Antibodies against Programmed Cell Death Protein 1 receptor (PD-1) or its ligand (PD-L1) are standard of care for NSCLC. However, they are not effective for all patients, making predictive biomarkers necessary. Pembrolizumab, an IgG antibody against PD-1, is approved at 2 mg/kg or 200 mg every 3 weeks. Its plasma levels may vary due to clearance differences, potentially affecting PD-1 blockade and patient outcomes.

Methods

Pembrolizumab plasma levels after first cycle (C1), were evaluated in 133 patients receiving first-line pembrolizumab monotherapy (IO) or combined with chemotherapy (ChIO), through ELISA (Matriks Biotek). Free PD-1 receptor (i.e not-bound to pembrolizumab) in blood lymphocytes at C1 was determined in 82 cases by flow cytometry. C1 levels were categorized as High or Low (cut-off=10 μg/mL). Kaplan-Meier and log-rank test were used for survival analysis.

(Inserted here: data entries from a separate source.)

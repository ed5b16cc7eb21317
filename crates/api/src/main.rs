//! Vehicle Fault Service - Main Entry Point

use anyhow::Context;
use api::{init_logging, run_server, ServiceConfig};
use tracing::info;

#[tokio::main]
async fn main() -> anyhow::Result<()> {
    let config = ServiceConfig::load().context("failed to load configuration")?;
    init_logging(&config.log).map_err(|e| anyhow::anyhow!("failed to initialize logging: {}", e))?;

    info!("=== Vehicle Fault Service v{} ===", env!("CARGO_PKG_VERSION"));
    run_server(config).await
}
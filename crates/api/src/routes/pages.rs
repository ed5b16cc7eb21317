//! Static pages

use axum::response::Html;

const INDEX_HTML: &str = include_str!("../../static/index.html");

/// Diagnosis form
pub async fn index() -> Html<&'static str> {
    Html(INDEX_HTML)
}
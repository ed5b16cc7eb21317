//! Vehicle Fault Service
//!
//! HTTP front end for the fault inference pipeline: prediction, model
//! diagnostics, health and metrics.

use axum::{
    extract::State,
    routing::{get, post},
    Json, Router,
};
use inference_engine::{locate_and_load, ArtifactLocator, InferenceEngine, LoadReport};
use metrics_exporter_prometheus::{PrometheusBuilder, PrometheusHandle};
use serde::Serialize;
use std::net::SocketAddr;
use std::path::PathBuf;
use std::sync::Arc;
use std::time::Instant;
use tower_http::trace::TraceLayer;
use tracing::{info, warn};
use tracing_subscriber::EnvFilter;

pub mod config;
pub mod error;
pub mod rate_limit;
mod routes;

pub use config::{LogConfig, ServiceConfig};
pub use error::ApiError;

/// Application state shared across handlers. Built once at startup and
/// never mutated.
pub struct AppState {
    /// Present only when every artifact loaded
    pub engine: Option<Arc<InferenceEngine>>,
    /// Startup failure reported to every prediction request
    pub load_error: Option<String>,
    pub models_dir: Option<PathBuf>,
    /// Version string
    pub version: String,
    /// Start time
    pub start_time: Instant,
    pub metrics: Option<PrometheusHandle>,
}

impl AppState {
    /// State from a startup load attempt
    pub fn from_report(report: LoadReport) -> Self {
        let (engine, load_error) = match report.result {
            Ok(models) => (Some(Arc::new(InferenceEngine::new(models))), None),
            Err(e) => (None, Some(e.to_string())),
        };
        Self {
            engine,
            load_error,
            models_dir: report.models_dir,
            version: env!("CARGO_PKG_VERSION").to_string(),
            start_time: Instant::now(),
            metrics: None,
        }
    }

    pub fn with_engine(engine: InferenceEngine) -> Self {
        Self {
            models_dir: engine.models().dir().map(PathBuf::from),
            engine: Some(Arc::new(engine)),
            load_error: None,
            version: env!("CARGO_PKG_VERSION").to_string(),
            start_time: Instant::now(),
            metrics: None,
        }
    }

    pub fn with_metrics(mut self, handle: PrometheusHandle) -> Self {
        self.metrics = Some(handle);
        self
    }
}

/// Health response
#[derive(Debug, Serialize)]
pub struct HealthResponse {
    pub status: &'static str,
    pub version: String,
    pub uptime_seconds: u64,
    pub models_loaded: bool,
}

/// Create the application router
pub fn create_router(state: Arc<AppState>) -> Router {
    Router::new()
        .route("/", get(routes::pages::index))
        .route("/predict", post(routes::predict::predict))
        .route("/debug_models", get(routes::diagnostics::debug_models))
        .route("/api/v1/health", get(health_handler))
        .route("/metrics", get(routes::diagnostics::metrics))
        .layer(TraceLayer::new_for_http())
        .with_state(state)
}

/// Health check handler
async fn health_handler(State(state): State<Arc<AppState>>) -> Json<HealthResponse> {
    let status = if state.load_error.is_some() {
        "degraded"
    } else {
        "healthy"
    };
    Json(HealthResponse {
        status,
        version: state.version.clone(),
        uptime_seconds: state.start_time.elapsed().as_secs(),
        models_loaded: state.engine.is_some(),
    })
}

/// Initialize logging. `RUST_LOG` takes precedence over the configured level.
pub fn init_logging(config: &LogConfig) -> Result<(), Box<dyn std::error::Error + Send + Sync>> {
    let filter = EnvFilter::try_from_default_env().or_else(|_| EnvFilter::try_new(&config.level))?;
    let builder = tracing_subscriber::fmt().with_env_filter(filter).with_target(true);
    if config.json {
        builder.json().try_init()
    } else {
        builder.try_init()
    }
}

/// Load models and run the server until it stops
pub async fn run_server(config: ServiceConfig) -> anyhow::Result<()> {
    let report = tokio::task::spawn_blocking(|| locate_and_load(&ArtifactLocator::from_env())).await?;
    let mut state = AppState::from_report(report);
    if let Some(e) = &state.load_error {
        warn!(error = %e, "Serving without models");
    }

    match PrometheusBuilder::new().install_recorder() {
        Ok(handle) => state = state.with_metrics(handle),
        Err(e) => warn!(error = %e, "Metrics recorder not installed"),
    }

    let app = rate_limit::apply(create_router(Arc::new(state)), &config.rate_limit)?;

    info!("Starting API server on {}", config.bind_addr);
    let listener = tokio::net::TcpListener::bind(&config.bind_addr).await?;
    axum::serve(listener, app.into_make_service_with_connect_info::<SocketAddr>()).await?;

    Ok(())
}
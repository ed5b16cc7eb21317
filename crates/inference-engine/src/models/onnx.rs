//! ONNX graph predictors executed with tract

use super::{check_width, ClassLabel, InputSchema, ModelError, Predictor};
use serde::{Deserialize, Serialize};
use std::io::Cursor;
use tract_onnx::pb::ModelProto;
use tract_onnx::prelude::*;
use tracing::debug;

type TractModel = SimplePlan<TypedFact, Box<dyn TypedOp>, Graph<TypedFact, Box<dyn TypedOp>>>;

/// Serialized form of an ONNX predictor
#[derive(Debug, Clone, PartialEq, Serialize, Deserialize)]
pub struct OnnxParams {
    /// Raw ONNX protobuf
    pub graph: Vec<u8>,
    /// Labels indexed by integral model output; outputs pass through as
    /// numbers when absent
    #[serde(default)]
    pub classes: Option<Vec<ClassLabel>>,
    #[serde(default)]
    pub inputs: InputSchema,
}

/// A single-input ONNX model taking one `f32` row of shape `[1, width]`.
/// The first element of the first output is the prediction.
pub struct OnnxPredictor {
    model: TractModel,
    width: usize,
    classes: Option<Vec<ClassLabel>>,
    inputs: InputSchema,
}

impl OnnxPredictor {
    /// Parse and optimize the graph
    pub fn load(params: OnnxParams) -> Result<Self, String> {
        let width = params.inputs.resolve_width(None)?;
        let proto = tract_onnx::onnx()
            .proto_model_for_read(&mut Cursor::new(&params.graph))
            .map_err(|e| format!("failed to parse ONNX graph: {}", e))?;

        debug!(width, bytes = params.graph.len(), "ONNX graph decoded");
        Self::from_proto(&proto, width, params.classes, params.inputs)
    }

    fn from_proto(
        proto: &ModelProto,
        width: usize,
        classes: Option<Vec<ClassLabel>>,
        inputs: InputSchema,
    ) -> Result<Self, String> {
        let model = tract_onnx::onnx()
            .model_for_proto_model(proto)
            .map_err(|e| format!("failed to translate ONNX graph: {}", e))?
            .with_input_fact(0, f32::fact([1, width]).into())
            .map_err(|e| format!("failed to set input shape: {}", e))?
            .into_optimized()
            .map_err(|e| format!("failed to optimize graph: {}", e))?
            .into_runnable()
            .map_err(|e| format!("failed to build runnable graph: {}", e))?;

        Ok(Self {
            model,
            width,
            classes,
            inputs,
        })
    }

    fn label(&self, value: f64) -> Result<ClassLabel, ModelError> {
        match &self.classes {
            None => Ok(ClassLabel::Number(value)),
            Some(classes) => {
                let index = value as usize;
                if value < 0.0 || value.fract() != 0.0 || index >= classes.len() {
                    return Err(ModelError::Runtime(format!(
                        "model output {} is not a class index below {}",
                        value,
                        classes.len()
                    )));
                }
                Ok(classes[index].clone())
            }
        }
    }
}

impl Predictor for OnnxPredictor {
    fn kind(&self) -> &'static str {
        "OnnxModel"
    }

    fn inputs(&self) -> &InputSchema {
        &self.inputs
    }

    fn n_features_in(&self) -> Option<usize> {
        Some(self.width)
    }

    fn predict(&self, row: &[f64]) -> Result<ClassLabel, ModelError> {
        check_width(self.kind(), self.width, row)?;

        let data: Vec<f32> = row.iter().map(|&v| v as f32).collect();
        let input: Tensor = tract_ndarray::Array2::from_shape_vec((1, self.width), data)
            .map_err(|e| ModelError::Runtime(e.to_string()))?
            .into();

        let outputs = self
            .model
            .run(tvec!(input.into()))
            .map_err(|e| ModelError::Runtime(format!("ONNX execution failed: {}", e)))?;
        let output = outputs
            .first()
            .ok_or_else(|| ModelError::Runtime("model produced no output".to_string()))?;
        let values = output
            .cast_to::<f64>()
            .map_err(|e| ModelError::Runtime(format!("unsupported output type: {}", e)))?;
        let first = values
            .as_slice::<f64>()
            .map_err(|e| ModelError::Runtime(e.to_string()))?
            .first()
            .copied()
            .ok_or_else(|| ModelError::Runtime("model output is empty".to_string()))?;

        self.label(first)
    }
}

Correlations of baseline dose, BMI, BSA, and albumin with pembrolizumab C1 levels were done in 57 patients with extended clinical data.

Results

Low pembrolizumab C1 levels were associated with worse survival (PFS HR 2.1, p=0.0003; OS HR 3.1, p < 0.0001) for all patients. IO alone (n=53) (PFS HR 1.8, p=0.087; OS HR 2.1, p=0.069) and ChIO (n=80) (PFS HR 2.4, p=0.0006; OS HR 3.8, p < 0.0001) showed similar results. Lower pembrolizumab C1 levels were associated with higher free PD-1 on CD4+ (r=−0.42, p < 0.0001) and CD8+ lymphocytes (r=−0.25, p=0.023); and to male sex (χ2 p=0.008). In the subcohort with extended clinical data, pembrolizumab C1 levels correlate with initial dose (r=0.33, p=0.01) and more strongly with albumin levels (r=0.54, p=0.008), supporting differences in drug clearance via the neonatal Fc receptor (FcRn).

Table 374P
CharacteristicHigh Pembrolizumab ≥10 μg/mL N=64Low Pembrolizumab

Conclusions

Low C1 pembrolizumab levels in NSCLC is associated to poor prognosis, likely from insufficient PD-1 receptor blockade on lymphocytes. Initial dose, sex, and FcRn-mediated drug rescue contribute to the variability observed.

Funding

Ministry of Science and Innovation (RTC-2017-6502-1 [IMMUNOSIGHT], RTC2019-007359-1 [BLI-O] and CPP2022-009545 [STRAGEN-IO]). Fundación Universidad Alfonso×El Sabio - Santander Universidades (XVI convocatoria de ayudas para el desarrollo de proyectos de Investigación)

Disclosure

M. Jiménez-Meseguer: Financial Interests, Institutional, Research Grant, Project funded by XVI convocatoria de ayudas para el desarrollo de proyectos de Investigación: Fundación Universidad Alfonso×El Sabio - Santander Universidades. A. Lopez Martin: Financial Interests, Institutional, Research Grant, Project funded by XVI convocatoria de ayudas para el desarrollo de proyectos de Investigación: Fundación Universidad Alfonso×El Sabio - Santander Universidades. S. Peña Cabia: Financial Interests, Institutional, Research Grant, Project funded by XVI convocatoria de ayudas para el desarrollo de proyectos de Investigación: Fundación Universidad Alfonso×El Sabio - Santander Universidades. M. Provencio Pulla: Financial Interests, Institutional, Funding, RTC2019-007359-1 [BLI-O]: Ministry of Science and Innovation; Financial Interests, Institutional, Funding, CPP2022-009545 [STRAGEN-IO]: Ministry of Science and Innovation; Financial Interests, Institutional, Funding, RTC2017-6502-1 [INMUNOSIGHT]: Ministry of Science and Innovation. All other authors have declared no conflicts of interest.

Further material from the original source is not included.